Judgment date: 10 November 1988


Judgment by:
Lord Jauncey of Tullichettle

My Lords, these two appeals which arise out of very different circumstances raise the question of whether arrangements permitting a plurality of persons to occupy furnished accommodation for a financial consideration constitute leases to which the Rent Acts would apply or licences to which they would not. The facts have been fully set out in the speech of my noble and learned friend Lord Templeman and it is therefore unnecessary for me to rehearse them in any detail.
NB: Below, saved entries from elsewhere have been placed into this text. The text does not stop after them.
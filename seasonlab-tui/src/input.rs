//! Keyboard input dispatch: quit keys, ticker editing, year-column scrolling.

use crossterm::event::{KeyCode, KeyEvent, KeyEventKind, KeyModifiers};

use crate::app::AppState;

const PAGE: usize = 10;

pub fn handle_key(app: &mut AppState, key: KeyEvent) {
    // Only handle key press events (Windows sends both Press and Release).
    if key.kind != KeyEventKind::Press {
        return;
    }

    if key.modifiers.contains(KeyModifiers::CONTROL) && key.code == KeyCode::Char('c') {
        app.running = false;
        return;
    }

    match key.code {
        // Quit keys only act on an empty box so tickers can contain 'q'.
        KeyCode::Esc | KeyCode::Char('q') if app.input.is_empty() => {
            app.running = false;
        }
        KeyCode::Esc => app.input.clear(),
        KeyCode::Enter => app.submit(),
        KeyCode::Backspace => {
            app.input.pop();
        }
        KeyCode::Char(c) => app.input.push(c),
        KeyCode::Right => app.scroll_right(1),
        KeyCode::Left => app.scroll_left(1),
        KeyCode::PageDown => app.scroll_right(PAGE),
        KeyCode::PageUp => app.scroll_left(PAGE),
        _ => {}
    }
}

#[cfg(test)]
mod tests {
    use super::*;
    use crate::worker::WorkerCommand;
    use std::sync::mpsc;

    fn press(code: KeyCode) -> KeyEvent {
        KeyEvent::new(code, KeyModifiers::NONE)
    }

    fn app() -> (AppState, mpsc::Receiver<WorkerCommand>) {
        let (cmd_tx, cmd_rx) = mpsc::channel();
        let (_resp_tx, resp_rx) = mpsc::channel();
        (AppState::new(cmd_tx, resp_rx), cmd_rx)
    }

    #[test]
    fn typing_then_enter_fetches() {
        let (mut app, cmd_rx) = app();
        for c in "QQQ".chars() {
            handle_key(&mut app, press(KeyCode::Char(c)));
        }
        handle_key(&mut app, press(KeyCode::Enter));

        assert_eq!(
            cmd_rx.try_recv().unwrap(),
            WorkerCommand::Fetch {
                ticker: "QQQ".into()
            }
        );
        assert!(app.running);
    }

    #[test]
    fn q_types_into_non_empty_box() {
        let (mut app, _rx) = app();
        handle_key(&mut app, press(KeyCode::Char('Q')));
        handle_key(&mut app, press(KeyCode::Char('q')));
        assert_eq!(app.input, "Qq");
        assert!(app.running);
    }

    #[test]
    fn esc_clears_then_quits() {
        let (mut app, _rx) = app();
        app.input = "SPY".into();
        handle_key(&mut app, press(KeyCode::Esc));
        assert!(app.input.is_empty());
        assert!(app.running);
        handle_key(&mut app, press(KeyCode::Esc));
        assert!(!app.running);
    }

    #[test]
    fn q_on_empty_box_quits() {
        let (mut app, _rx) = app();
        handle_key(&mut app, press(KeyCode::Char('q')));
        assert!(!app.running);
    }

    #[test]
    fn arrows_scroll_year_columns() {
        use seasonlab_core::domain::AssetMetadata;
        use seasonlab_core::report::build_report;
        use seasonlab_core::synthetic::constant_return_bars;
        use std::sync::Arc;

        let (mut app, _rx) = app();
        let bars = constant_return_bars(2018, &[0.001; 4], 21);
        app.report = Some(Arc::new(
            build_report("TEST", &bars, &AssetMetadata::default()).unwrap(),
        ));

        handle_key(&mut app, press(KeyCode::Right));
        handle_key(&mut app, press(KeyCode::Right));
        assert_eq!(app.table_scroll, 2);
        handle_key(&mut app, press(KeyCode::Left));
        assert_eq!(app.table_scroll, 1);
        handle_key(&mut app, press(KeyCode::PageDown));
        assert_eq!(app.table_scroll, 3);
        handle_key(&mut app, press(KeyCode::Down));
        assert_eq!(app.table_scroll, 3);
    }

    #[test]
    fn ctrl_c_always_quits() {
        let (mut app, _rx) = app();
        app.input = "SPY".into();
        handle_key(
            &mut app,
            KeyEvent::new(KeyCode::Char('c'), KeyModifiers::CONTROL),
        );
        assert!(!app.running);
    }
}
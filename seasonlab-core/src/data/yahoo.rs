//! Yahoo Finance data provider.
//!
//! Fetches the full daily close history and the asset's short name from
//! Yahoo's v8 chart API. One request per call, no retries: failures go
//! straight back to the caller.
//!
//! Yahoo Finance has no official API and is subject to unannounced format
//! changes. The CSV provider is the offline fallback.

use super::provider::{DataError, MarketDataProvider};
use super::validate::canonicalize;
use crate::config::ProviderConfig;
use crate::domain::{AssetMetadata, DailyBar};
use chrono::NaiveDate;
use reqwest::Url;
use serde::Deserialize;
use std::time::Duration;
use tracing::{debug, warn};

/// Yahoo Finance v8 chart API response.
#[derive(Debug, Deserialize)]
struct ChartResponse {
    chart: ChartResult,
}

#[derive(Debug, Deserialize)]
struct ChartResult {
    result: Option<Vec<ChartData>>,
    error: Option<ChartError>,
}

#[derive(Debug, Deserialize)]
struct ChartError {
    code: String,
    description: Option<String>,
}

#[derive(Debug, Deserialize)]
struct ChartData {
    meta: Option<ChartMeta>,
    timestamp: Option<Vec<i64>>,
    indicators: Option<Indicators>,
}

#[derive(Debug, Deserialize)]
#[serde(rename_all = "camelCase")]
struct ChartMeta {
    short_name: Option<String>,
    long_name: Option<String>,
    gmtoffset: Option<i64>,
}

#[derive(Debug, Deserialize)]
struct Indicators {
    quote: Vec<QuoteData>,
}

#[derive(Debug, Deserialize)]
struct QuoteData {
    #[serde(default)]
    close: Vec<Option<f64>>,
}

/// Which part of the chart endpoint a request is for.
#[derive(Debug, Clone, Copy)]
enum ChartRange {
    /// Entire daily history.
    Max,
    /// Smallest window that still carries `meta`.
    Day,
}

impl ChartRange {
    fn as_query(self) -> &'static str {
        match self {
            ChartRange::Max => "max",
            ChartRange::Day => "1d",
        }
    }
}

/// Yahoo Finance data provider.
pub struct YahooProvider {
    client: reqwest::blocking::Client,
    base_url: Url,
}

impl YahooProvider {
    pub fn new(config: &ProviderConfig) -> Result<Self, DataError> {
        let client = reqwest::blocking::Client::builder()
            .timeout(Duration::from_secs(config.timeout_secs))
            .user_agent(config.user_agent.as_str())
            .build()
            .map_err(|e| DataError::Other(format!("failed to build HTTP client: {e}")))?;
        let base_url = Url::parse(&config.base_url)
            .map_err(|e| DataError::Other(format!("invalid base_url '{}': {e}", config.base_url)))?;

        Ok(Self { client, base_url })
    }

    /// Build the chart API URL for a ticker. The ticker goes in as a single
    /// path segment, so `/` and `?` in it are escaped.
    fn chart_url(&self, ticker: &str, range: ChartRange) -> Result<Url, DataError> {
        let mut url = self.base_url.clone();
        url.path_segments_mut()
            .map_err(|_| DataError::Other(format!("base_url cannot be a base: {}", self.base_url)))?
            .pop_if_empty()
            .extend(["v8", "finance", "chart", ticker]);
        url.query_pairs_mut()
            .append_pair("range", range.as_query())
            .append_pair("interval", "1d")
            .append_pair("includePrePost", "false");
        Ok(url)
    }

    /// Execute one request. `Ok(None)` means Yahoo does not know the ticker.
    fn request(&self, ticker: &str, range: ChartRange) -> Result<Option<ChartData>, DataError> {
        let url = self.chart_url(ticker, range)?;
        debug!(ticker, %url, "requesting chart");

        let resp = self.client.get(url).send().map_err(|e| {
            warn!(ticker, error = %e, "chart request failed");
            DataError::NetworkUnreachable(e.to_string())
        })?;

        let status = resp.status();
        if status == reqwest::StatusCode::NOT_FOUND {
            debug!(ticker, "ticker not found");
            return Ok(None);
        }
        if !status.is_success() {
            warn!(ticker, status = status.as_u16(), "chart request rejected");
            return Err(DataError::Http {
                status: status.as_u16(),
                ticker: ticker.to_string(),
            });
        }

        let chart: ChartResponse = resp.json().map_err(|e| {
            DataError::ResponseFormatChanged(format!("failed to parse response for {ticker}: {e}"))
        })?;

        unwrap_chart(chart)
    }
}

/// Pull the single result out of a chart response.
fn unwrap_chart(resp: ChartResponse) -> Result<Option<ChartData>, DataError> {
    match resp.chart.result {
        Some(results) => Ok(results.into_iter().next()),
        None => match resp.chart.error {
            Some(err) if err.code == "Not Found" => Ok(None),
            Some(err) => Err(DataError::ResponseFormatChanged(format!(
                "{}: {}",
                err.code,
                err.description.unwrap_or_default()
            ))),
            None => Err(DataError::ResponseFormatChanged(
                "empty result with no error".into(),
            )),
        },
    }
}

/// Parse chart data into daily bars.
///
/// Rows with a null close (holidays, halted days) are skipped. Timestamps are
/// shifted by the exchange's GMT offset before taking the date, so non-US
/// exchanges land on their local trading day.
fn parse_bars(data: ChartData) -> Result<Vec<DailyBar>, DataError> {
    let Some(timestamps) = data.timestamp else {
        // Listed but no trades yet
        return Ok(Vec::new());
    };

    let offset = data.meta.as_ref().and_then(|m| m.gmtoffset).unwrap_or(0);

    let quote = data
        .indicators
        .and_then(|ind| ind.quote.into_iter().next())
        .ok_or_else(|| DataError::ResponseFormatChanged("no quote data".into()))?;

    let mut bars = Vec::with_capacity(timestamps.len());
    for (i, &ts) in timestamps.iter().enumerate() {
        let Some(close) = quote.close.get(i).copied().flatten() else {
            continue;
        };
        let date = to_local_date(ts, offset).ok_or_else(|| {
            DataError::ResponseFormatChanged(format!("invalid timestamp: {ts}"))
        })?;
        bars.push(DailyBar { date, close });
    }

    Ok(canonicalize(bars))
}

fn to_local_date(ts: i64, gmtoffset: i64) -> Option<NaiveDate> {
    chrono::DateTime::from_timestamp(ts.checked_add(gmtoffset)?, 0).map(|dt| dt.date_naive())
}

fn parse_metadata(data: Option<ChartData>) -> AssetMetadata {
    let display_name = data
        .and_then(|d| d.meta)
        .and_then(|m| m.short_name.or(m.long_name))
        .filter(|name| !name.trim().is_empty());
    AssetMetadata { display_name }
}

impl MarketDataProvider for YahooProvider {
    fn name(&self) -> &str {
        "yahoo_finance"
    }

    fn fetch_history(&self, ticker: &str) -> Result<Vec<DailyBar>, DataError> {
        match self.request(ticker, ChartRange::Max)? {
            Some(data) => parse_bars(data),
            None => Ok(Vec::new()),
        }
    }

    fn fetch_metadata(&self, ticker: &str) -> Result<AssetMetadata, DataError> {
        Ok(parse_metadata(self.request(ticker, ChartRange::Day)?))
    }
}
AG Securities v Vaughan and ors

At the date of the commencement of the proceedings on 27 June 1985 each of the four respondents were in occupation of the flat by virtue of separate agreements dated as to one in 1982, two in 1984 and one in 1985. Each agreement stipulated a different monthly payment and a different starting date. In other respects the agreements were in identical terms. It is accepted that these agreements were perfectly genuine and were not intended in any way to cloak the intentions of the parties. The Court of Appeal (Fox and Mustill LJJ, Sir George Waller dissenting) ( [1988] 2 All ER 173 , [1988] 2 WLR 689 ) concluded that there was a joint tenancy created by a single implied agreement for the grant of exclusive possession to the respondents when the fourth respondent's agreement was signed. The Court of Appeal further concluded that in the event of one of the four occupants leaving the flat and being replaced by another who had entered into a similar agreement a new joint tenancy would arise by implied surrender and regrant.
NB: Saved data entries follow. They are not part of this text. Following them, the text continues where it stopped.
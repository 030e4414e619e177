//! Application state: single-owner, main-thread only.
//!
//! All TUI state lives here. The worker thread communicates via channels.

use std::sync::mpsc::{Receiver, Sender};
use std::sync::Arc;

use seasonlab_core::{ReportError, SeasonalityReport};

use crate::worker::{WorkerCommand, WorkerResponse};

/// Status message severity.
#[derive(Debug, Clone, Copy, PartialEq, Eq)]
pub enum StatusLevel {
    Info,
    Warning,
    Error,
}

/// Shown above the chart when the last request failed.
#[derive(Debug, Clone, PartialEq, Eq)]
pub struct ErrorBanner {
    pub message: String,
    pub detail: Option<String>,
}

pub struct AppState {
    pub running: bool,
    /// Ticker text box contents.
    pub input: String,
    /// Ticker currently being fetched by the worker.
    pub pending: Option<String>,
    pub report: Option<Arc<SeasonalityReport>>,
    pub error: Option<ErrorBanner>,
    /// First visible year column of the month-by-year table.
    pub table_scroll: usize,
    pub status_message: Option<(String, StatusLevel)>,
    worker_tx: Sender<WorkerCommand>,
    pub worker_rx: Receiver<WorkerResponse>,
}

impl AppState {
    pub fn new(worker_tx: Sender<WorkerCommand>, worker_rx: Receiver<WorkerResponse>) -> Self {
        Self {
            running: true,
            input: String::new(),
            pending: None,
            report: None,
            error: None,
            table_scroll: 0,
            status_message: None,
            worker_tx,
            worker_rx,
        }
    }

    pub fn set_status(&mut self, msg: impl Into<String>) {
        self.status_message = Some((msg.into(), StatusLevel::Info));
    }

    pub fn set_warning(&mut self, msg: impl Into<String>) {
        self.status_message = Some((msg.into(), StatusLevel::Warning));
    }

    pub fn set_error(&mut self, msg: impl Into<String>) {
        self.status_message = Some((msg.into(), StatusLevel::Error));
    }

    /// Request a report for the ticker in the input box.
    pub fn submit(&mut self) {
        let ticker = self.input.trim().to_string();
        if ticker.is_empty() {
            self.error = Some(ErrorBanner {
                message: ReportError::EmptyTicker.user_message(),
                detail: None,
            });
            return;
        }

        let cmd = WorkerCommand::Fetch {
            ticker: ticker.clone(),
        };
        if self.worker_tx.send(cmd).is_err() {
            self.set_error("Background worker is not running");
            return;
        }
        self.set_warning(format!("Fetching {ticker}..."));
        self.pending = Some(ticker);
    }

    /// Apply a worker response. Responses for a ticker that is no longer
    /// pending (superseded by a newer request) are ignored.
    pub fn handle_response(&mut self, resp: WorkerResponse) {
        match resp {
            WorkerResponse::Report { ticker, report } => {
                if !self.is_pending(&ticker) {
                    return;
                }
                self.pending = None;
                self.error = None;
                self.table_scroll = 0;
                self.set_status(format!("Loaded {ticker}: {}", report.meta));
                self.report = Some(report);
            }
            WorkerResponse::Failed {
                ticker,
                message,
                detail,
                transient,
            } => {
                if !self.is_pending(&ticker) {
                    return;
                }
                self.pending = None;
                self.report = None;
                self.table_scroll = 0;
                if transient {
                    self.set_warning("Network problem; press Enter to retry");
                } else {
                    self.set_error(detail.clone());
                }
                self.error = Some(ErrorBanner {
                    message,
                    detail: Some(detail),
                });
            }
        }
    }

    fn is_pending(&self, ticker: &str) -> bool {
        self.pending.as_deref() == Some(ticker)
    }

    /// Number of year columns in the raw table.
    pub fn table_columns(&self) -> usize {
        self.report.as_ref().map_or(0, |r| r.monthly.year_count())
    }

    pub fn scroll_right(&mut self, by: usize) {
        let max = self.table_columns().saturating_sub(1);
        self.table_scroll = (self.table_scroll + by).min(max);
    }

    pub fn scroll_left(&mut self, by: usize) {
        self.table_scroll = self.table_scroll.saturating_sub(by);
    }
}
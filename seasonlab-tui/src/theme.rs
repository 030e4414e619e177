//! Parrot/neon theme tokens for the SeasonLab TUI
//!
//! - **Accent**: Electric cyan (curve, focus)
//! - **Positive**: Neon green (gains)
//! - **Negative**: Hot pink (losses, error banner)
//! - **Warning**: Neon orange (fetch in progress)
//! - **Muted**: Steel blue (axes, hints, zero line)

use ratatui::style::{Color, Modifier, Style};

#[derive(Debug, Clone, Copy)]
pub struct Theme {
    /// Near-black background (primary surface)
    pub background: Color,
    /// Electric cyan accent (focus, highlights)
    pub accent: Color,
    /// Neon green (positive values, gains)
    pub positive: Color,
    /// Hot pink (negative values, losses)
    pub negative: Color,
    /// Neon orange (warnings, alerts)
    pub warning: Color,
    /// Steel blue (muted text, disabled)
    pub muted: Color,
    /// White (primary text)
    pub text_primary: Color,
    /// Light gray (secondary text)
    pub text_secondary: Color,
}

impl Default for Theme {
    fn default() -> Self {
        Self::parrot_neon()
    }
}

impl Theme {
    pub fn parrot_neon() -> Self {
        Self {
            background: Color::Rgb(18, 18, 20),
            accent: Color::Rgb(0, 255, 255),
            positive: Color::Rgb(0, 255, 128),
            negative: Color::Rgb(255, 20, 147),
            warning: Color::Rgb(255, 140, 0),
            muted: Color::Rgb(100, 149, 237),
            text_primary: Color::White,
            text_secondary: Color::Rgb(170, 170, 170),
        }
    }

    /// Gains green, losses pink. Zero counts as a gain.
    pub fn pnl_color(&self, value: f64) -> Color {
        if value >= 0.0 {
            self.positive
        } else {
            self.negative
        }
    }

    pub fn muted(&self) -> Style {
        Style::default().fg(self.muted)
    }

    pub fn accent(&self) -> Style {
        Style::default().fg(self.accent)
    }

    pub fn title(&self) -> Style {
        Style::default()
            .fg(self.text_primary)
            .add_modifier(Modifier::BOLD)
    }

    pub fn banner(&self) -> Style {
        Style::default()
            .fg(self.negative)
            .add_modifier(Modifier::BOLD)
    }
}

#[cfg(test)]
mod tests {
    use super::*;

    #[test]
    fn test_theme_creation() {
        let theme = Theme::default();
        assert_eq!(theme.background, Color::Rgb(18, 18, 20));
        assert_eq!(theme.accent, Color::Rgb(0, 255, 255));
    }

    #[test]
    fn test_pnl_color() {
        let theme = Theme::default();
        assert_eq!(theme.pnl_color(1.3), theme.positive);
        assert_eq!(theme.pnl_color(-0.4), theme.negative);
        assert_eq!(theme.pnl_color(0.0), theme.positive);
    }

    #[test]
    fn test_styles_use_palette() {
        let theme = Theme::default();
        assert_eq!(theme.muted().fg, Some(theme.muted));
        assert_eq!(theme.banner().fg, Some(theme.negative));
    }
}
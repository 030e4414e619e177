//! Time-to-live cache of finished reports, keyed by ticker.
//!
//! Sits outside the engine: the service consults it before fetching and
//! stores successful reports in it. Errors are never cached.

use crate::config::CacheConfig;
use crate::domain::Ticker;
use crate::report::SeasonalityReport;
use std::collections::HashMap;
use std::sync::Arc;
use std::time::{Duration, Instant};
use tracing::debug;

#[derive(Debug)]
struct CacheEntry {
    report: Arc<SeasonalityReport>,
    stored_at: Instant,
}

/// Ticker → report map with expiry and a size cap.
#[derive(Debug)]
pub struct ReportCache {
    ttl: Duration,
    max_entries: usize,
    entries: HashMap<Ticker, CacheEntry>,
}

impl ReportCache {
    /// `ttl` of zero disables caching. `max_entries` is clamped to at least 1.
    pub fn new(ttl: Duration, max_entries: usize) -> Self {
        Self {
            ttl,
            max_entries: max_entries.max(1),
            entries: HashMap::new(),
        }
    }

    pub fn from_config(config: &CacheConfig) -> Self {
        Self::new(Duration::from_secs(config.ttl_secs), config.max_entries)
    }

    /// A cache that never holds anything.
    pub fn disabled() -> Self {
        Self::new(Duration::ZERO, 1)
    }

    pub fn is_enabled(&self) -> bool {
        !self.ttl.is_zero()
    }

    /// Fresh report for `ticker`, if any. Expired entries are dropped.
    pub fn get(&mut self, ticker: &str) -> Option<Arc<SeasonalityReport>> {
        let entry = self.entries.get(ticker)?;
        if entry.stored_at.elapsed() < self.ttl {
            debug!(ticker, "report cache hit");
            return Some(Arc::clone(&entry.report));
        }
        debug!(ticker, "report cache entry expired");
        self.entries.remove(ticker);
        None
    }

    /// Store a report. When full, expired entries go first, then the oldest.
    pub fn insert(&mut self, ticker: &str, report: Arc<SeasonalityReport>) {
        if !self.is_enabled() {
            return;
        }
        if !self.entries.contains_key(ticker) && self.entries.len() >= self.max_entries {
            self.evict();
        }
        self.entries.insert(
            ticker.to_string(),
            CacheEntry {
                report,
                stored_at: Instant::now(),
            },
        );
    }

    /// Drop the entry for `ticker`. Returns whether one existed.
    pub fn invalidate(&mut self, ticker: &str) -> bool {
        self.entries.remove(ticker).is_some()
    }

    pub fn clear(&mut self) {
        self.entries.clear();
    }

    pub fn len(&self) -> usize {
        self.entries.len()
    }

    pub fn is_empty(&self) -> bool {
        self.entries.is_empty()
    }

    fn evict(&mut self) {
        let ttl = self.ttl;
        self.entries.retain(|_, e| e.stored_at.elapsed() < ttl);
        if self.entries.len() < self.max_entries {
            return;
        }
        let oldest = self
            .entries
            .iter()
            .min_by_key(|(_, e)| e.stored_at)
            .map(|(k, _)| k.clone());
        if let Some(key) = oldest {
            debug!(ticker = %key, "evicting oldest cached report");
            self.entries.remove(&key);
        }
    }
}

impl Default for ReportCache {
    fn default() -> Self {
        Self::from_config(&CacheConfig::default())
    }
}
During the course of argument a good deal was said about the recent decision in this House of Street v Mountford [1985] 2 All ER 289 , [1985] AC 809 . In that case it was, to quote the words of Lord Templeman ( [1985] 2 All ER 289 at 297, [1985] AC 809 at 823), 'clear that exclusive possession was granted and so much is [sic] conceded'. In the present case exclusive possession is the primary issue since without it there can be no joint tenancy. Street v Mountford establishes the legal consequences which may, in given circumstances, flow from an arrangement whereby the occupier of residential property has exclusive possession thereof, but it does not directly assist in determining whether or not he has such exclusive possession.
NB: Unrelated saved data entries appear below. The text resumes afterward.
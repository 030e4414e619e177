//! Full-calendar-year window and per-year trading-day columns.

use super::SeasonalityError;
use crate::domain::DailyReturn;
use chrono::Datelike;
use std::collections::BTreeMap;

/// Restrict a return series to the span from the first January bar through
/// the last December bar.
///
/// The first entry of the result is in January and the last in December.
pub fn full_year_window(returns: &[DailyReturn]) -> Result<&[DailyReturn], SeasonalityError> {
    if returns.is_empty() {
        return Err(SeasonalityError::EmptyHistory);
    }

    let start = returns
        .iter()
        .position(|r| r.date.month() == 1)
        .ok_or(SeasonalityError::InsufficientHistory {
            reason: "no January bar",
        })?;
    let end = returns
        .iter()
        .rposition(|r| r.date.month() == 12)
        .ok_or(SeasonalityError::InsufficientHistory {
            reason: "no December bar",
        })?;

    if end < start {
        return Err(SeasonalityError::InsufficientHistory {
            reason: "no January-to-December span",
        });
    }

    Ok(&returns[start..=end])
}

/// One calendar year of returns, indexed by trading day within the year.
///
/// Position 0 is the first trading day of the year.
#[derive(Debug, Clone, PartialEq)]
pub struct YearColumn {
    pub year: i32,
    returns: Vec<DailyReturn>,
}

impl YearColumn {
    pub fn new(year: i32) -> Self {
        Self {
            year,
            returns: Vec::new(),
        }
    }

    fn push(&mut self, r: DailyReturn) {
        self.returns.push(r);
    }

    /// Number of trading days recorded for this year.
    pub fn len(&self) -> usize {
        self.returns.len()
    }

    pub fn is_empty(&self) -> bool {
        self.returns.is_empty()
    }

    /// Highest populated trading-day index.
    pub fn last_index(&self) -> Option<usize> {
        self.returns.len().checked_sub(1)
    }

    /// Return on trading day `index`, if the year has that many days.
    pub fn get(&self, index: usize) -> Option<&DailyReturn> {
        self.returns.get(index)
    }

    pub fn returns(&self) -> &[DailyReturn] {
        &self.returns
    }

    /// Running sum of this year's returns. Starts over every year.
    pub fn cumulative(&self) -> Vec<f64> {
        self.returns
            .iter()
            .scan(0.0, |acc, r| {
                *acc += r.pct_change;
                Some(*acc)
            })
            .collect()
    }
}

/// Split a (windowed) return series into one column per calendar year.
pub fn partition_by_year(returns: &[DailyReturn]) -> BTreeMap<i32, YearColumn> {
    let mut columns: BTreeMap<i32, YearColumn> = BTreeMap::new();
    for r in returns {
        let year = r.date.year();
        columns
            .entry(year)
            .or_insert_with(|| YearColumn::new(year))
            .push(*r);
    }
    columns
}

#[cfg(test)]
mod tests {
    use super::*;
    use chrono::NaiveDate;

    fn ret(y: i32, m: u32, d: u32, pct: f64) -> DailyReturn {
        DailyReturn {
            date: NaiveDate::from_ymd_opt(y, m, d).unwrap(),
            pct_change: pct,
        }
    }

    #[test]
    fn trims_leading_and_trailing_partial_years() {
        let returns = vec![
            ret(2019, 11, 4, 0.5),
            ret(2019, 12, 2, 0.5),
            ret(2020, 1, 2, 0.01),
            ret(2020, 6, 1, 0.02),
            ret(2020, 12, 31, 0.03),
            ret(2021, 1, 4, 0.9),
        ];
        let window = full_year_window(&returns).unwrap();
        assert_eq!(window.len(), 3);
        assert_eq!(window[0].date.month(), 1);
        assert_eq!(window[2].date.month(), 12);
    }

    #[test]
    fn missing_january_is_insufficient() {
        let returns = vec![ret(2020, 2, 3, 0.0), ret(2020, 12, 31, 0.0)];
        assert_eq!(
            full_year_window(&returns),
            Err(SeasonalityError::InsufficientHistory {
                reason: "no January bar"
            })
        );
    }

    #[test]
    fn missing_december_is_insufficient() {
        let returns = vec![ret(2020, 1, 2, 0.0), ret(2020, 11, 30, 0.0)];
        assert!(matches!(
            full_year_window(&returns),
            Err(SeasonalityError::InsufficientHistory { .. })
        ));
    }

    #[test]
    fn december_before_january_is_insufficient() {
        let returns = vec![ret(2020, 12, 1, 0.0), ret(2021, 1, 4, 0.0)];
        assert!(matches!(
            full_year_window(&returns),
            Err(SeasonalityError::InsufficientHistory { .. })
        ));
    }

    #[test]
    fn empty_series_is_empty_history() {
        assert_eq!(full_year_window(&[]), Err(SeasonalityError::EmptyHistory));
    }

    #[test]
    fn partition_resets_index_per_year() {
        let returns = vec![
            ret(2020, 1, 2, 0.01),
            ret(2020, 12, 31, 0.02),
            ret(2021, 1, 4, 0.03),
            ret(2021, 1, 5, 0.04),
            ret(2021, 12, 31, 0.05),
        ];
        let columns = partition_by_year(&returns);

        assert_eq!(columns.len(), 2);
        assert_eq!(columns[&2020].len(), 2);
        assert_eq!(columns[&2021].len(), 3);
        assert_eq!(columns[&2021].get(0).unwrap().pct_change, 0.03);
        assert_eq!(columns[&2021].last_index(), Some(2));
    }

    #[test]
    fn cumulative_is_running_sum() {
        let returns = vec![
            ret(2020, 1, 2, 0.01),
            ret(2020, 1, 3, -0.02),
            ret(2020, 1, 6, 0.04),
        ];
        let columns = partition_by_year(&returns);
        let cum = columns[&2020].cumulative();
        assert!((cum[0] - 0.01).abs() < 1e-12);
        assert!((cum[1] + 0.01).abs() < 1e-12);
        assert!((cum[2] - 0.03).abs() < 1e-12);
    }
}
My Lords, the flat had four bedrooms and each agreement contemplated that up to four persons could share the flat at any one time. It would look very much as if the parties intended that each occupier would have his or her own bedroom and would share communal facilities with the others, and this is what happened in practice. However, this case is not concerned with whether each occupier had exclusive possession and hence a tenancy of a bedroom but with whether the four respondents together had exclusive possession and hence the joint tenancy of the flat as a whole.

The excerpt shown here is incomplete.